*Brief*
Review the material line by line. Identify and copy every line that contains the string "into".

*Source material*
>>>
// Copyright 2026 The Simlin Authors. All rights reserved.
// Use of this source code is governed by the Apache License,
// Version 2.0, that can be found in the LICENSE file.

//! Recursive stacking of per-combination arrays into one array with a
//! leading axis per factor.

use ndarray::{ArrayD, ArrayViewD, Axis};
use tracing::{debug, warn};

use crate::assembly_err;
use crate::common::Result;
use crate::experiment::{Combination, Factor};
use crate::value::FactorValue;

/// What to do when a fully bound combination has no array.
#[derive(Copy, Clone, Debug)]
pub enum Gaps<'a> {
    /// Every combination must be present.
    Strict,
    /// Substitute this array for absent combinations.
    Fill(&'a ArrayD<f64>),
}

/// Stack the arrays returned by `lookup` into a single array whose leading
/// `factors.len()` axes are the factors, outermost first, each ordered by
/// the factor's declared values.
///
/// `lookup` is called once per combination with the bound factor values in
/// factor order.
pub fn stack_combinations<'d, F>(
    factors: &[Factor],
    gaps: Gaps,
    mut lookup: F,
) -> Result<ArrayD<f64>>
where
    F: FnMut(&[FactorValue]) -> Option<ArrayViewD<'d, f64>>,
{
    let mut bound = Combination::with_capacity(factors.len());
    stack_level(factors, gaps, &mut lookup, &mut bound)
}

fn stack_level<'d, F>(
    factors: &[Factor],
    gaps: Gaps,
    lookup: &mut F,
    bound: &mut Combination,
) -> Result<ArrayD<f64>>
where
    F: FnMut(&[FactorValue]) -> Option<ArrayViewD<'d, f64>>,
{
    let depth = bound.len();
    if depth == factors.len() {
        debug!(case = %display_combination(&bound[..]), "stacking");
        return match (lookup(&bound[..]), gaps) {
            (Some(values), _) => Ok(values.to_owned()),
            (None, Gaps::Fill(placeholder)) => {
                warn!(case = %display_combination(&bound[..]), "substituting placeholder");
                Ok(placeholder.clone())
            }
            (None, Gaps::Strict) => {
                assembly_err!(MissingCombination, display_combination(&bound[..]))
            }
        };
    }

    let factor = &factors[depth];
    let mut children: Vec<ArrayD<f64>> = Vec::with_capacity(factor.len());
    for value in factor.values.iter() {
        bound.push(value.clone());
        let child = stack_level(factors, gaps, lookup, bound);
        bound.pop();
        children.push(child?);
    }

    // each child already carries the axes of the factors after this one, so
    // the new axis 0 here lands at position `depth` of the final array
    let views: Vec<ArrayViewD<f64>> = children.iter().map(|child| child.view()).collect();
    match ndarray::stack(Axis(0), &views) {
        Ok(stacked) => Ok(stacked),
        Err(err) => assembly_err!(
            MismatchedShapes,
            format!(
                "can't stack along '{}' at [{}]: {err}",
                factor.short_name,
                display_combination(&bound[..])
            )
        ),
    }
}

pub(crate) fn display_combination(combination: &[FactorValue]) -> String {
    let parts: Vec<String> = combination.iter().map(|v| v.to_string()).collect();
    parts.join(", ")
}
<<<
*Response box*
//! Recursive stacking of per-combination arrays into one array with a
/// Stack the arrays returned by `lookup` into a single array whose leading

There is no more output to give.